# bootstrapper wants to get pkg package for wrong architecture



## mb2015 (Mar 31, 2019)

After upgrading from 11-STABLE to 12.0-RELEASE-p3 via source on my BeagleBone Black (buildworld now taking a full 3 days!) all seems to be well with the base system. Before updating all my installed packages, I deleted them as per the procedure at the end of the portmaster(8) man page. The next step is to reinstall `pkg`. I know I can build from source via ports-mgmt/pkg, but since the version is still the same, I would rather just use the built-in `pkg` bootstrap command. Weirdly, it is failing:


```
# pkg
The package management tool is not yet installed on your system.
Do you want to fetch and install it now? [y/N]: y
Bootstrapping pkg from pkg+https://pkg.FreeBSD.org/FreeBSD:12:armv7/quarterly, please wait...
Verifying signature with trusted certificate pkg.freebsd.org.2013102301... done
Installing pkg-1.10.5_5...
pkg-static: wrong architecture: FreeBSD:12:armv7 instead of FreeBSD:12:armv6

Failed to install the following 1 package(s): /tmp//pkg.txz.klqA0H
```

Why is it looking for the armv7 package?
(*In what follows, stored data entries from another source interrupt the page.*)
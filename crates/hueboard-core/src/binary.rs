//! Normalizing binary payloads (raw bytes or blobs) into byte buffers.
//!
//! Raw bytes are handed back synchronously. Blobs are read asynchronously and
//! the callback runs whenever the read completes; there is no cancellation.

use std::collections::VecDeque;
use std::fs;
use std::path::PathBuf;
use std::sync::Arc;
use std::thread;

use parking_lot::Mutex;

/// Completion event of a blob read. `result` is `None` for a malformed
/// event that carries no data.
#[derive(Debug, Clone, PartialEq, Eq)]
pub struct LoadEvent {
    pub result: Option<Vec<u8>>,
}

/// Handler invoked once a blob read completes.
pub type LoadHandler = Box<dyn FnOnce(LoadEvent) + Send>;

/// Something that can be read into bytes asynchronously.
pub trait BlobSource: Send + Sync {
    /// Start the read and return immediately; `on_load` runs on completion.
    fn read_to_bytes(&self, on_load: LoadHandler);
}

/// A binary payload as received from a caller.
#[derive(Clone)]
pub enum BinaryData {
    /// Already-materialized bytes.
    Raw(Vec<u8>),
    /// A blob that still has to be read.
    Blob(Arc<dyn BlobSource>),
}

impl std::fmt::Debug for BinaryData {
    fn fmt(&self, f: &mut std::fmt::Formatter<'_>) -> std::fmt::Result {
        match self {
            BinaryData::Raw(bytes) => write!(f, "Raw({} bytes)", bytes.len()),
            BinaryData::Blob(_) => f.write_str("Blob"),
        }
    }
}

/// Deliver `data` as a byte buffer to `callback`.
///
/// - `None`: nothing happens and `callback` is dropped uncalled.
/// - `Raw`: `callback` runs synchronously with the bytes unchanged.
/// - `Blob`: the read is started and `callback` runs when it completes,
///   unless the completion event carries no result.
pub fn to_array_buffer<F>(data: Option<BinaryData>, callback: F)
where
    F: FnOnce(Vec<u8>) + Send + 'static,
{
    match data {
        None => {}
        Some(BinaryData::Raw(bytes)) => callback(bytes),
        Some(BinaryData::Blob(blob)) => blob.read_to_bytes(Box::new(move |event| {
            match event.result {
                Some(bytes) => callback(bytes),
                None => tracing::debug!("Blob load event without result, dropping"),
            }
        })),
    }
}

/// Blob backed by a file, read on a worker thread.
#[derive(Debug, Clone)]
pub struct FileBlob {
    path: PathBuf,
}

impl FileBlob {
    pub fn new(path: impl Into<PathBuf>) -> Self {
        Self { path: path.into() }
    }
}

impl BlobSource for FileBlob {
    fn read_to_bytes(&self, on_load: LoadHandler) {
        let path = self.path.clone();
        let spawned = thread::Builder::new()
            .name("blob-reader".to_string())
            .spawn(move || {
                let result = match fs::read(&path) {
                    Ok(bytes) => Some(bytes),
                    Err(e) => {
                        tracing::warn!("Failed to read blob {:?}: {}", path, e);
                        None
                    }
                };
                on_load(LoadEvent { result });
            });

        if let Err(e) = spawned {
            tracing::error!("Failed to spawn blob reader thread: {}", e);
        }
    }
}

type Task = Box<dyn FnOnce() + Send>;

/// Minimal single-threaded event loop: tasks queue up and run on
/// [`EventQueue::run_pending`].
#[derive(Default)]
pub struct EventQueue {
    tasks: Mutex<VecDeque<Task>>,
}

impl EventQueue {
    pub fn new() -> Arc<Self> {
        Arc::new(Self::default())
    }

    pub fn post(&self, task: Task) {
        self.tasks.lock().push_back(task);
    }

    pub fn pending(&self) -> usize {
        self.tasks.lock().len()
    }

    /// Run queued tasks, including ones posted while running. Returns the
    /// number of tasks run.
    pub fn run_pending(&self) -> usize {
        let mut ran = 0;
        loop {
            // Pop outside the task call so tasks may post more work.
            let next = self.tasks.lock().pop_front();
            match next {
                Some(task) => {
                    task();
                    ran += 1;
                }
                None => return ran,
            }
        }
    }
}

/// In-memory blob whose completion is delivered through an [`EventQueue`].
pub struct MemoryBlob {
    data: Option<Vec<u8>>,
    queue: Arc<EventQueue>,
}

impl MemoryBlob {
    pub fn new(data: impl Into<Vec<u8>>, queue: Arc<EventQueue>) -> Self {
        Self {
            data: Some(data.into()),
            queue,
        }
    }

    /// A blob whose load event arrives without a result.
    pub fn malformed(queue: Arc<EventQueue>) -> Self {
        Self { data: None, queue }
    }
}

impl BlobSource for MemoryBlob {
    fn read_to_bytes(&self, on_load: LoadHandler) {
        let result = self.data.clone();
        self.queue.post(Box::new(move || on_load(LoadEvent { result })));
    }
}
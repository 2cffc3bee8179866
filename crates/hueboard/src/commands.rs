//! Command handlers. Each returns output text so `main` only prints.

use std::path::{Path, PathBuf};

use anyhow::{Context, bail};
use serde_json::Value;

use hueboard_core::theme::default_theme_for_key;
use hueboard_core::{
    Config, FileStore, PreferenceStore, StyleSheet, Theme, ThemeController, get_normalized_p,
};

fn open_store(config: &Config) -> Option<FileStore> {
    let store = config.storage.open();
    if store.is_none() {
        tracing::debug!("No preference storage location available");
    }
    store
}

/// Render the `:root` block and meta tag for `theme`, or for the saved
/// selection when `theme` is `None`.
pub fn render_css(config: &Config, theme: Option<Theme>) -> String {
    let theme = theme.unwrap_or_else(|| saved_theme(config));
    let query = config.theme.system_query();
    let scheme = hueboard_core::current_theme_value(theme, query.as_ref());

    // The meta tag content comes from the same applier the document uses.
    let mut sheet = StyleSheet::new().with_meta_tag(&config.theme.meta_tag);
    hueboard_core::theme::init_theme_with_meta(&mut sheet, scheme, &config.theme.meta_tag);

    let mut out = hueboard_core::css_vars_block(scheme);
    if let Some(content) = sheet.meta_content(&config.theme.meta_tag) {
        out.push_str(&format!(
            "<meta name=\"{}\" content=\"{}\">\n",
            config.theme.meta_tag, content
        ));
    }
    out
}

fn saved_theme(config: &Config) -> Theme {
    let store = open_store(config);
    default_theme_for_key(
        store.as_ref().map(|s| s as &dyn PreferenceStore),
        &config.theme.storage_key,
    )
}

/// One-line description of the saved theme and its resolution.
pub fn describe_theme(config: &Config) -> String {
    let theme = saved_theme(config);
    let query = config.theme.system_query();
    let scheme = hueboard_core::current_theme_value(theme, query.as_ref());
    if theme == Theme::System {
        format!("{} ({})", theme, scheme)
    } else {
        theme.to_string()
    }
}

/// Persist `theme` and return the preferences file it was written to.
pub fn save_selection(config: &Config, theme: Theme) -> anyhow::Result<PathBuf> {
    let Some(store) = open_store(config) else {
        bail!("no preference storage available (set storage.path in the config)");
    };
    let path = store.path().to_path_buf();

    let mut controller = ThemeController::new(
        Some(store),
        config.theme.system_query(),
        StyleSheet::new(),
        &config.theme,
    );
    controller
        .select(theme)
        .with_context(|| format!("failed to save theme to {}", path.display()))?;
    Ok(path)
}

/// Read a predictions array from `path` and look up the score at `position`.
pub fn percentile_from_file(path: &Path, position: f64, is_public: bool) -> anyhow::Result<f64> {
    let content = std::fs::read_to_string(path)
        .with_context(|| format!("failed to read {}", path.display()))?;
    let value: Value = serde_json::from_str(&content)
        .with_context(|| format!("{} is not valid JSON", path.display()))?;

    let Value::Array(predictions) = value else {
        bail!("{} must contain a JSON array of predictions", path.display());
    };
    Ok(get_normalized_p(&predictions, position, is_public))
}
/// Generate the `:root` CSS variable block for a scheme.
pub fn css_vars_block(scheme: ColorScheme) -> String {
    let mut css = String::from(":root {\n");
    let mut current_kind = None;

    for kind in TOKEN_KINDS {
        for token in kind.tokens() {
            if current_kind != Some(kind) {
                if current_kind.is_some() {
                    css.push('\n');
                }
                css.push_str(&format!("    /* ===== {} ===== */\n", section_title(kind)));
                current_kind = Some(kind);
            }
            css.push_str(&format!(
                "    --{}: {};\n",
                kind.property_name(token),
                token.value(scheme)
            ));
        }
    }

    css.push_str("}\n");
    css
}

fn section_title(kind: TokenKind) -> &'static str {
    match kind {
        TokenKind::Color => "Colors",
        TokenKind::Url => "Images",
        TokenKind::Shadow => "Shadows",
    }
}

/// In-memory [`StyleSink`] that records writes.
///
/// Properties keep first-insertion order, like a style declaration. Meta tags
/// must be declared with [`StyleSheet::with_meta_tag`] to exist.
#[derive(Debug, Clone, Default)]
pub struct StyleSheet {
    properties: Vec<(String, String)>,
    meta_tags: Vec<(String, Option<String>)>,
    writes: usize,
}

impl StyleSheet {
    pub fn new() -> Self {
        Self::default()
    }

    /// Declare a `<meta name="...">` tag present in the document.
    pub fn with_meta_tag(mut self, name: &str) -> Self {
        if !self.meta_tags.iter().any(|(n, _)| n == name) {
            self.meta_tags.push((name.to_string(), None));
        }
        self
    }

    /// Current value of a property. The leading `--` is optional.
    pub fn property(&self, name: &str) -> Option<&str> {
        let name = name.trim_start_matches("--");
        self.properties
            .iter()
            .find(|(n, _)| n.trim_start_matches("--") == name)
            .map(|(_, v)| v.as_str())
    }

    pub fn properties(&self) -> &[(String, String)] {
        &self.properties
    }

    /// Content of a declared meta tag, if it has been set.
    pub fn meta_content(&self, name: &str) -> Option<&str> {
        self.meta_tags
            .iter()
            .find(|(n, _)| n == name)
            .and_then(|(_, content)| content.as_deref())
    }

    /// Total number of property writes so far, including overwrites.
    pub fn write_count(&self) -> usize {
        self.writes
    }
}
//! hueboard - theme and display helpers for the printer dashboard
//!
//! Renders the active theme as CSS variables, manages the persisted theme
//! selection, and exposes the formatting helpers for scripts.

mod commands;

use std::path::PathBuf;
use std::process::ExitCode;

use clap::{Parser, Subcommand};
use tracing::{debug, info, warn};

use hueboard_core::{Config, Theme, logging};

/// hueboard - theme and display helpers for the printer dashboard
#[derive(Parser, Debug)]
#[command(name = "hueboard", version, about, long_about = None)]
struct Args {
    /// Path to the configuration file (uses XDG lookup if not specified)
    #[arg(short, long)]
    config: Option<PathBuf>,

    /// Increase verbosity (-v info, -vv debug, -vvv trace)
    #[arg(short, long, action = clap::ArgAction::Count)]
    verbose: u8,

    /// Print example configuration and exit
    #[arg(long)]
    print_example_config: bool,

    /// Validate configuration and exit (returns non-zero on errors)
    #[arg(long)]
    check_config: bool,

    #[command(subcommand)]
    command: Option<Command>,
}

#[derive(Subcommand, Debug)]
enum Command {
    /// Print the theme's CSS variables and theme-color meta tag
    Css {
        /// Theme to render (defaults to the saved selection)
        #[arg(short, long, value_parser = parse_theme)]
        theme: Option<Theme>,
    },
    /// Inspect or change the saved theme
    Theme {
        #[command(subcommand)]
        action: ThemeAction,
    },
    /// Title-case a raw temperature sensor name (e.g. heat_index)
    TemperatureName {
        /// Raw sensor name
        name: String,
    },
    /// Build a notification settings key (e.g. email_enabled)
    NotificationKey {
        /// Channel name (e.g. email, telegram)
        channel: String,
        /// Setting key (e.g. enabled)
        key: String,
    },
    /// Look up the normalized score nearest a position in a predictions file
    Percentile {
        /// JSON file holding an array of prediction records
        file: PathBuf,
        /// Position along the series, 0.0 to 1.0
        position: f64,
        /// Read `fields.normalized_p` instead of `p`
        #[arg(long)]
        private: bool,
    },
}

#[derive(Subcommand, Debug)]
enum ThemeAction {
    /// Show the saved theme and what it resolves to
    Get,
    /// Save a theme selection (Light, Dark or System)
    Set {
        #[arg(value_parser = parse_theme)]
        theme: Theme,
    },
}

fn parse_theme(value: &str) -> Result<Theme, String> {
    value.parse().map_err(|e: hueboard_core::Error| e.to_string())
}

fn main() -> ExitCode {
    let args = Args::parse();

    logging::init(args.verbose);

    // --print-example-config needs no config at all
    if args.print_example_config {
        print!("{}", hueboard_core::config::DEFAULT_CONFIG_TOML);
        return ExitCode::SUCCESS;
    }

    // If --config is specified, it must exist and be valid (no fallback)
    let load_result = match Config::find_and_load(args.config.as_deref()) {
        Ok(result) => result,
        Err(e) => {
            eprintln!("Error: {}", e);
            return ExitCode::FAILURE;
        }
    };

    if let Some(ref source) = load_result.source {
        info!("Loaded configuration from {:?}", source);
    } else if load_result.used_defaults {
        debug!("Using default configuration (no config file found)");
    }

    let config = load_result.config;

    if let Err(e) = config.validate() {
        eprintln!("Error: {}", e);
        return ExitCode::FAILURE;
    }

    debug!("Configuration validated successfully");

    if args.check_config {
        if let Some(ref source) = load_result.source {
            println!("Configuration valid: {}", source.display());
        } else {
            println!("Configuration valid (using defaults)");
        }
        println!("{}", config.summary());
        return ExitCode::SUCCESS;
    }

    let command = args.command.unwrap_or(Command::Css { theme: None });

    match handle_command(command, &config) {
        Ok(()) => ExitCode::SUCCESS,
        Err(e) => {
            eprintln!("Error: {:#}", e);
            ExitCode::FAILURE
        }
    }
}

/// Dispatch a CLI subcommand.
fn handle_command(command: Command, config: &Config) -> anyhow::Result<()> {
    match command {
        Command::Css { theme } => {
            print!("{}", commands::render_css(config, theme));
        }
        Command::Theme { action } => match action {
            ThemeAction::Get => {
                println!("{}", commands::describe_theme(config));
            }
            ThemeAction::Set { theme } => {
                let path = commands::save_selection(config, theme)?;
                info!("Saved theme {} to {}", theme, path.display());
                println!("{}", theme);
            }
        },
        Command::TemperatureName { name } => {
            println!("{}", hueboard_core::temperature_display_name(&name));
        }
        Command::NotificationKey { channel, key } => {
            let channel = hueboard_core::NotificationChannel::new(channel);
            println!(
                "{}",
                hueboard_core::get_notification_setting_key(&channel, &key)
            );
        }
        Command::Percentile {
            file,
            position,
            private,
        } => {
            let value = commands::percentile_from_file(&file, position, !private)?;
            if value == 0.0 {
                warn!("No score at position {} (missing field or index)", position);
            }
            println!("{}", value);
        }
    }
    Ok(())
}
The BBB is armv6.

Another user suggested a workaround (updated for 12 by me here):

`env ABI=FreeBSD:12:armv6 pkg bootstrap`

And indeed, this worked well, but this does not seem like an ideal solution. Isn't it a bug?


----------



## acheron (Mar 31, 2019)

mb2015 said:


> Why is it looking for the armv7 package? The BBB is armv6.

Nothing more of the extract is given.